I know most people do not like Iron Mike but for me growing up in the 80's there was no other boxer like him and still probably today. The world of boxing is cut throat-ish and in Tyson The Movie, Mike's story is told directly from him. In the end you can't help feeling bad for him. He was a great fighter probably the best of my generation but his struggles with insecurity and rage got the best of him. It's a great movie to watch for people that still admire Tyson or who just want to be entertained.

So other than watching and writing movie reviews I've been climbing too, mostly in the park. There is no other place that I want to be right now (other that Europe.) I've been climbing on many different problems and after a few weeks of hiking and getting used to the rock I'm starting to feel better. Hopefully that means success is on the horizon.

Here are a few pictures that my mate Sander took the other day,

Me trying,

and Ty sending (again),

Top Notch.

Wednesday, August 12, 2009


It feels like the whole summer has passed since my last entry. I’ve spent the last 3 weeks helping my father get back on his feet after a few bumps in the road. I drove him to his house in Cali after the trade show in SLC. He was in SLC having some orthoscopic surgery. So after the Trade Show we were off. I hadn’t been climbing well so after a full 7 days off I wasn’t too concerned to climbing. I had some work lined up so I was excited to make a lil’ scratch while I was helping Dad. I knew I was going to have to get back in shape soon since I wanted to return to Colorado feeling good. Time to get back in it. I spent a few days on plastic which were very poor, I couldn’t finish V7’s in the gym. I was getting nervous. But on my third climbing day which happened to be 2nd day on.
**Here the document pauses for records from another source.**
//! GitLab-facing data model and collaborator seams.
//!
//! Webhook payload types, the REST and git-workspace collaborator traits the
//! orchestrator drives, response-marker comment formatting and trigger-phrase
//! parsing.

pub mod api;
pub mod comment;
pub mod events;
pub mod trigger;
pub mod workspace;

pub use api::{
    CreateMergeRequest, DiffPosition, DiffRefs, Discussion, GitlabApi, MergeRequest,
    MergeRequestDiff, MergeRequestUpdate, Note, NoteAuthor, Noteable,
};
pub use comment::{contains_response_marker, format_comment_body, MAX_COMMENT_CHARS, RESPONSE_MARKER};
pub use events::{
    IssueAttributes, MergeRequestAttributes, NoteAttributes, NoteableKind, Project, Tenant, User,
    WebhookEvent,
};
pub use trigger::{Trigger, TriggerMatcher};
pub use workspace::{PrepareOptions, ProjectWorkspace, PushOutcome};
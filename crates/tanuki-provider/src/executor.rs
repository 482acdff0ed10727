//! Streaming subprocess executor for provider CLIs.

use std::collections::BTreeMap;
use std::path::Path;
use std::process::Stdio;
use std::time::Duration;

use async_trait::async_trait;
use tokio::io::{AsyncBufReadExt, AsyncReadExt, BufReader};
use tokio::process::{Child, Command};

use crate::adapter::ProviderAdapter;
use crate::cli_executable::is_executable_available_in;
use crate::error::ProviderError;
use crate::registry::AdapterRegistry;
use crate::types::{ExecutionContext, ExecutionOutcome, ParsedOutput, SessionOptions};

pub const DEFAULT_HEALTH_PROBE_TIMEOUT: Duration = Duration::from_secs(10);

#[async_trait]
/// Receives incremental output of one execution.
pub trait ExecutionCallback: Send + Sync {
    async fn on_progress(&self, message: String);

    async fn on_error(&self, error: String);
}

/// Callback that discards everything.
pub struct NoopCallback;

#[async_trait]
impl ExecutionCallback for NoopCallback {
    async fn on_progress(&self, _message: String) {}

    async fn on_error(&self, _error: String) {}
}

#[async_trait]
/// Runs one prompt against an assistant CLI. Never fails: errors are reported
/// through the callback and a failed [`ExecutionOutcome`].
pub trait AiExecutor: Send + Sync {
    async fn execute_with_session(
        &self,
        prompt: &str,
        work_dir: &Path,
        context: &ExecutionContext,
        callback: &dyn ExecutionCallback,
        options: &SessionOptions,
    ) -> ExecutionOutcome;

    async fn execute_with_streaming(
        &self,
        prompt: &str,
        work_dir: &Path,
        context: &ExecutionContext,
        callback: &dyn ExecutionCallback,
    ) -> ExecutionOutcome {
        self.execute_with_session(
            prompt,
            work_dir,
            context,
            callback,
            &SessionOptions::default(),
        )
        .await
    }
}

pub struct StreamingExecutor {
    registry: AdapterRegistry,
    health_probe_timeout: Duration,
    base_env: BTreeMap<String, String>,
}

impl StreamingExecutor {
    /// Executor inheriting the current process environment.
    pub fn new(registry: AdapterRegistry) -> Self {
        Self {
            registry,
            health_probe_timeout: DEFAULT_HEALTH_PROBE_TIMEOUT,
            base_env: std::env::vars().collect(),
        }
    }

    pub fn with_health_probe_timeout(mut self, timeout: Duration) -> Self {
        self.health_probe_timeout = timeout.max(Duration::from_millis(1));
        self
    }

    pub fn registry(&self) -> &AdapterRegistry {
        &self.registry
    }

    /// Verifies the adapter's CLI answers its version probe within the timeout.
    pub async fn check_availability(
        &self,
        adapter: &dyn ProviderAdapter,
    ) -> Result<String, ProviderError> {
        let unavailable = |detail: String| ProviderError::CliUnavailable {
            provider: adapter.id(),
            binary: adapter.binary().to_string(),
            detail,
        };
        let search_path = self.base_env.get("PATH").map(String::as_str);
        if !is_executable_available_in(adapter.binary(), search_path) {
            return Err(unavailable("executable not found".to_string()));
        }

        let mut command = Command::new(adapter.binary());
        command
            .kill_on_drop(true)
            .args(adapter.health_check_args())
            .env_clear()
            .envs(adapter.build_env(&self.base_env))
            .stdin(Stdio::null())
            .stdout(Stdio::piped())
            .stderr(Stdio::piped());
        let child = spawn_with_text_file_busy_retry(&mut command, adapter).await?;
        let output = tokio::time::timeout(self.health_probe_timeout, child.wait_with_output())
            .await
            .map_err(|_| {
                unavailable(format!(
                    "health probe timed out after {}ms",
                    self.health_probe_timeout.as_millis()
                ))
            })?
            .map_err(|error| unavailable(format!("health probe failed: {error}")))?;
        if !output.status.success() {
            let stderr = String::from_utf8_lossy(&output.stderr);
            let stdout = String::from_utf8_lossy(&output.stdout);
            return Err(unavailable(format!(
                "health probe exited with status {}: {}",
                exit_status_label(output.status.code()),
                summarize_process_failure(&stderr, &stdout)
            )));
        }
        Ok(String::from_utf8_lossy(&output.stdout).trim().to_string())
    }

    async fn run(
        &self,
        prompt: &str,
        work_dir: &Path,
        context: &ExecutionContext,
        callback: &dyn ExecutionCallback,
        options: &SessionOptions,
    ) -> Result<ParsedOutput, ProviderError> {
        let adapter = self.registry.get(context.provider)?;
        self.check_availability(adapter.as_ref()).await?;

        let config = adapter.create_execution_config(prompt, context, options);
        tracing::debug!(
            provider = context.provider.as_str(),
            work_dir = %work_dir.display(),
            resume = options.resume_id().unwrap_or("none"),
            arg_count = config.args.len(),
            "spawning provider cli"
        );
        let mut command = Command::new(adapter.binary());
        command
            .kill_on_drop(true)
            .current_dir(work_dir)
            .args(&config.args)
            .env_clear()
            .envs(adapter.build_env(&self.base_env))
            .stdin(Stdio::null())
            .stdout(Stdio::piped())
            .stderr(Stdio::piped());
        let mut child = spawn_with_text_file_busy_retry(&mut command, adapter.as_ref()).await?;
        let io_error = |source: std::io::Error| ProviderError::Io {
            provider: context.provider,
            source,
        };

        let stderr_task = child.stderr.take().map(|mut stderr| {
            tokio::spawn(async move {
                let mut buffer = Vec::new();
                let _ = stderr.read_to_end(&mut buffer).await;
                String::from_utf8_lossy(&buffer).to_string()
            })
        });

        let mut collected = String::new();
        if let Some(stdout) = child.stdout.take() {
            let mut reader = BufReader::new(stdout);
            let mut line = Vec::new();
            loop {
                line.clear();
                let read = reader.read_until(b'\n', &mut line).await.map_err(io_error)?;
                if read == 0 {
                    break;
                }
                let chunk = String::from_utf8_lossy(&line);
                collected.push_str(&chunk);
                let progress = adapter.extract_progress_message(&chunk);
                if !progress.trim().is_empty() {
                    callback.on_progress(progress).await;
                }
            }
        }

        let status = child.wait().await.map_err(io_error)?;
        let stderr = match stderr_task {
            Some(task) => task.await.unwrap_or_default(),
            None => String::new(),
        };
        if !status.success() {
            return Err(ProviderError::NonZeroExit {
                provider: context.provider,
                status: exit_status_label(status.code()),
                summary: summarize_process_failure(&stderr, &collected),
            });
        }
        Ok(adapter.parse_result(&collected))
    }
}

#[async_trait]
impl AiExecutor for StreamingExecutor {
    async fn execute_with_session(
        &self,
        prompt: &str,
        work_dir: &Path,
        context: &ExecutionContext,
        callback: &dyn ExecutionCallback,
        options: &SessionOptions,
    ) -> ExecutionOutcome {
        match self.run(prompt, work_dir, context, callback, options).await {
            Ok(parsed) => {
                tracing::debug!(
                    provider = context.provider.as_str(),
                    session_id = parsed.session_id.as_deref().unwrap_or("none"),
                    output_chars = parsed.text.chars().count(),
                    "provider cli completed"
                );
                ExecutionOutcome::succeeded(parsed.text, parsed.session_id)
            }
            Err(error) => {
                let message = error.to_string();
                tracing::warn!(
                    provider = context.provider.as_str(),
                    error = %message,
                    "provider cli execution failed"
                );
                callback.on_error(message.clone()).await;
                ExecutionOutcome::failed(message)
            }
        }
    }
}

async fn spawn_with_text_file_busy_retry(
    command: &mut Command,
    adapter: &dyn ProviderAdapter,
) -> Result<Child, ProviderError> {
    const MAX_TEXT_FILE_BUSY_RETRIES: u32 = 5;
    const TEXT_FILE_BUSY_ERRNO: i32 = 26;
    let mut attempt = 0;
    loop {
        match command.spawn() {
            Ok(child) => return Ok(child),
            Err(error)
                if error.raw_os_error() == Some(TEXT_FILE_BUSY_ERRNO)
                    && attempt < MAX_TEXT_FILE_BUSY_RETRIES =>
            {
                attempt += 1;
                tokio::time::sleep(Duration::from_millis(25)).await;
            }
            Err(error) => {
                return Err(ProviderError::Spawn {
                    provider: adapter.id(),
                    binary: adapter.binary().to_string(),
                    detail: error.to_string(),
                });
            }
        }
    }
}

fn exit_status_label(code: Option<i32>) -> String {
    code.map(|value| value.to_string())
        .unwrap_or_else(|| "signal".to_string())
}

fn summarize_process_failure(stderr: &str, stdout: &str) -> String {
    let stderr = stderr.trim();
    if !stderr.is_empty() {
        return tanuki_core::truncate_for_log(stderr);
    }

    let stdout = stdout.trim();
    if !stdout.is_empty() {
        return tanuki_core::truncate_for_log(stdout);
    }

    "no error output".to_string()
}
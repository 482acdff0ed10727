use anyhow::Result;
use async_trait::async_trait;
use serde::{Deserialize, Serialize};

#[derive(Debug, Clone, Copy, PartialEq, Eq, Hash)]
/// Issue or merge request that comments and discussions hang off.
pub enum Noteable {
    Issue { iid: u64 },
    MergeRequest { iid: u64 },
}

impl Noteable {
    pub fn iid(self) -> u64 {
        match self {
            Self::Issue { iid } | Self::MergeRequest { iid } => iid,
        }
    }

    pub fn kind_label(self) -> &'static str {
        match self {
            Self::Issue { .. } => "issue",
            Self::MergeRequest { .. } => "merge_request",
        }
    }
}

#[derive(Debug, Clone, Default, PartialEq, Eq, Deserialize, Serialize)]
pub struct DiffRefs {
    pub base_sha: String,
    pub head_sha: String,
    pub start_sha: String,
}

#[derive(Debug, Clone, Default, PartialEq, Eq, Deserialize, Serialize)]
pub struct MergeRequest {
    pub iid: u64,
    #[serde(default)]
    pub title: String,
    #[serde(default)]
    pub description: Option<String>,
    #[serde(default)]
    pub source_branch: String,
    #[serde(default)]
    pub target_branch: String,
    #[serde(default)]
    pub state: String,
    #[serde(default)]
    pub web_url: String,
    #[serde(default)]
    pub diff_refs: Option<DiffRefs>,
    /// GitLab reports this as a string ("12", "1000+").
    #[serde(default)]
    pub changes_count: Option<String>,
}

#[derive(Debug, Clone, Default, PartialEq, Eq, Deserialize, Serialize)]
pub struct NoteAuthor {
    #[serde(default)]
    pub username: String,
}

#[derive(Debug, Clone, Default, PartialEq, Eq, Deserialize, Serialize)]
pub struct Note {
    pub id: u64,
    #[serde(default)]
    pub body: String,
    #[serde(default)]
    pub author: Option<NoteAuthor>,
    #[serde(default)]
    pub system: bool,
    #[serde(default)]
    pub resolvable: bool,
    #[serde(default)]
    pub resolved: bool,
}

#[derive(Debug, Clone, Default, PartialEq, Eq, Deserialize, Serialize)]
pub struct Discussion {
    pub id: String,
    #[serde(default)]
    pub individual_note: bool,
    #[serde(default)]
    pub notes: Vec<Note>,
}

impl Discussion {
    pub fn is_resolvable(&self) -> bool {
        self.notes.iter().any(|note| note.resolvable)
    }
}

#[derive(Debug, Clone, Default, PartialEq, Eq, Deserialize, Serialize)]
/// One file entry of `GET /merge_requests/:iid/diffs`.
pub struct MergeRequestDiff {
    #[serde(default)]
    pub old_path: String,
    #[serde(default)]
    pub new_path: String,
    #[serde(default)]
    pub diff: String,
    #[serde(default)]
    pub new_file: bool,
    #[serde(default)]
    pub renamed_file: bool,
    #[serde(default)]
    pub deleted_file: bool,
}

#[derive(Debug, Clone, PartialEq, Eq, Deserialize, Serialize)]
/// Position descriptor required to anchor an inline diff note.
pub struct DiffPosition {
    pub position_type: String,
    pub base_sha: String,
    pub start_sha: String,
    pub head_sha: String,
    pub old_path: String,
    pub new_path: String,
    #[serde(skip_serializing_if = "Option::is_none")]
    pub old_line: Option<u64>,
    #[serde(skip_serializing_if = "Option::is_none")]
    pub new_line: Option<u64>,
}

#[derive(Debug, Clone, PartialEq, Eq, Serialize)]
pub struct CreateMergeRequest {
    pub source_branch: String,
    pub target_branch: String,
    pub title: String,
    pub description: String,
    pub remove_source_branch: bool,
}

#[derive(Debug, Clone, Default, PartialEq, Eq, Serialize)]
pub struct MergeRequestUpdate {
    #[serde(skip_serializing_if = "Option::is_none")]
    pub title: Option<String>,
    #[serde(skip_serializing_if = "Option::is_none")]
    pub description: Option<String>,
}

/// GitLab REST operations the orchestrator depends on.
#[async_trait]
pub trait GitlabApi: Send + Sync {
    async fn get_merge_request(&self, project_id: u64, iid: u64) -> Result<MergeRequest>;

    async fn list_discussions(&self, project_id: u64, noteable: Noteable)
        -> Result<Vec<Discussion>>;

    async fn create_comment(&self, project_id: u64, noteable: Noteable, body: &str)
        -> Result<Note>;

    async fn update_comment(
        &self,
        project_id: u64,
        noteable: Noteable,
        note_id: u64,
        body: &str,
    ) -> Result<()>;

    async fn reply_to_discussion(
        &self,
        project_id: u64,
        noteable: Noteable,
        discussion_id: &str,
        body: &str,
    ) -> Result<Note>;

    async fn update_discussion_note(
        &self,
        project_id: u64,
        noteable: Noteable,
        discussion_id: &str,
        note_id: u64,
        body: &str,
    ) -> Result<()>;

    async fn resolve_discussion(
        &self,
        project_id: u64,
        noteable: Noteable,
        discussion_id: &str,
    ) -> Result<()>;

    async fn create_branch(&self, project_id: u64, branch: &str, from_ref: &str) -> Result<()>;

    async fn create_merge_request(
        &self,
        project_id: u64,
        request: &CreateMergeRequest,
    ) -> Result<MergeRequest>;

    async fn update_merge_request(
        &self,
        project_id: u64,
        iid: u64,
        update: &MergeRequestUpdate,
    ) -> Result<()>;

    async fn get_merge_request_diffs(
        &self,
        project_id: u64,
        iid: u64,
    ) -> Result<Vec<MergeRequestDiff>>;

    async fn create_diff_discussion(
        &self,
        project_id: u64,
        iid: u64,
        body: &str,
        position: &DiffPosition,
    ) -> Result<()>;
}
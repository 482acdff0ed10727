use regex::Regex;
use tanuki_provider::ProviderId;
use tanuki_session::SpecStage;

#[derive(Debug, Clone, PartialEq, Eq)]
/// Provider mention found in an issue description or note body.
pub struct Trigger {
    pub provider: ProviderId,
    /// Text after the mention, or the body without the mention when nothing
    /// follows it. Excludes any spec-kit slash command.
    pub command: String,
    pub spec_stage: Option<SpecStage>,
}

#[derive(Debug, Clone)]
/// Matches `@<mention>` trigger phrases, one mention per provider.
pub struct TriggerMatcher {
    patterns: Vec<(ProviderId, Regex)>,
}

impl Default for TriggerMatcher {
    fn default() -> Self {
        Self::new(ProviderId::ALL.iter().map(|provider| (*provider, provider.as_str())))
            .unwrap_or(Self {
                patterns: Vec::new(),
            })
    }
}

impl TriggerMatcher {
    pub fn new<'a>(
        mentions: impl IntoIterator<Item = (ProviderId, &'a str)>,
    ) -> Result<Self, regex::Error> {
        let mut patterns = Vec::new();
        for (provider, mention) in mentions {
            let mention = mention.trim().trim_start_matches('@');
            if mention.is_empty() {
                continue;
            }
            let pattern = Regex::new(&format!(
                r"(?i)(?:^|[^\w@])@{}(?:$|[^\w-])",
                regex::escape(mention)
            ))?;
            patterns.push((provider, pattern));
        }
        Ok(Self { patterns })
    }

    /// Earliest provider mention in `body`, if any.
    pub fn parse(&self, body: &str) -> Option<Trigger> {
        let (provider, start, end) = self
            .patterns
            .iter()
            .filter_map(|(provider, pattern)| {
                pattern
                    .find(body)
                    .map(|found| (*provider, mention_bounds(body, found.start(), found.end())))
            })
            .min_by_key(|(_, (start, _))| *start)
            .map(|(provider, (start, end))| (provider, start, end))?;

        let after = body[end..].trim();
        let command = if after.is_empty() {
            body[..start].trim().to_string()
        } else {
            after.to_string()
        };
        let (spec_stage, command) = split_spec_command(&command);
        Some(Trigger {
            provider,
            command,
            spec_stage,
        })
    }
}

/// Narrows a regex match to the `@mention` itself, dropping the surrounding
/// boundary characters the pattern consumed.
fn mention_bounds(body: &str, start: usize, end: usize) -> (usize, usize) {
    let matched = &body[start..end];
    let at = matched.find('@').map_or(start, |offset| start + offset);
    let tail = body[at + 1..end]
        .char_indices()
        .find(|(_, ch)| !(ch.is_alphanumeric() || *ch == '_' || *ch == '-'))
        .map_or(end, |(offset, _)| at + 1 + offset);
    (at, tail)
}

fn split_spec_command(command: &str) -> (Option<SpecStage>, String) {
    if !command.starts_with('/') {
        return (None, command.to_string());
    }
    let (head, rest) = command
        .split_once(char::is_whitespace)
        .unwrap_or((command, ""));
    match head.parse::<SpecStage>() {
        Ok(stage) => (Some(stage), rest.trim().to_string()),
        Err(_) => (None, command.to_string()),
    }
}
I got my friend Will, who is my main climbing connection in the bay to drive me up to Mortar Rock. The weather was crisp, and luckily for me it was going to stay like that for the next week. After warming up on the stellar eliminates at Indian Rock down the road we walked up to Mortar Rock. I had an unfinished problem from last October, Chinese Connection, V12. Its a great line with side pulls, crimps, and undercuts. The moves are great but the rock is SHARP!!! I felt the moves out again the day before and they felt desperate. Today I pulled on and just about got through the bottom crux. I knew I would finish it if I climbed into the stand start. I pulled on and just barley climbed into the stand. The stand starts with a left side pull pinch and a right hand undercling pinch. From the sit you have to drive up into the undercling pinch with low feet.

just barley still in there I made the next moves and was faced with the final hard move, a hard hand foot match off a small sharp crimp. I fell on this move for days last time around. Getting back to this point so quick after feeling horrible for days, I got a surge of energy. I took one second to gather myself and drove my foot up and nailed it. What a great feeling.

Indian and Mortar Rock are special places for me. I started bouldering here during summers spent with my Dad as a teenager. Whenever I do a new problem here I get a little sentimental. soon had the same feeling, with an ascent of Don’t Worry Be Snappy, V12. Snappy is an extremely cool problem. The meat and potatoes revolves around a difficult right hand lock off to a blind pocket crimp.

New beta has been found by pressing your palms in a roof and to shuffle yourself to the pocket crimp. It seemed weird to me and I wanted to climb it with its original sequence even if it may be harder. These problems are gems.

Another thing I did aside form climbing and hanging out with Pop’s, I read Jerry Moffatts autobiography, Revelations. Jerry has been a hero of mine since the beginning. I love british climbing culture and was excited to read his story. All I can say it that anyone that has dedicated their life to climbing like me should read this book. It is filled with exciting stories and really was a joy to read.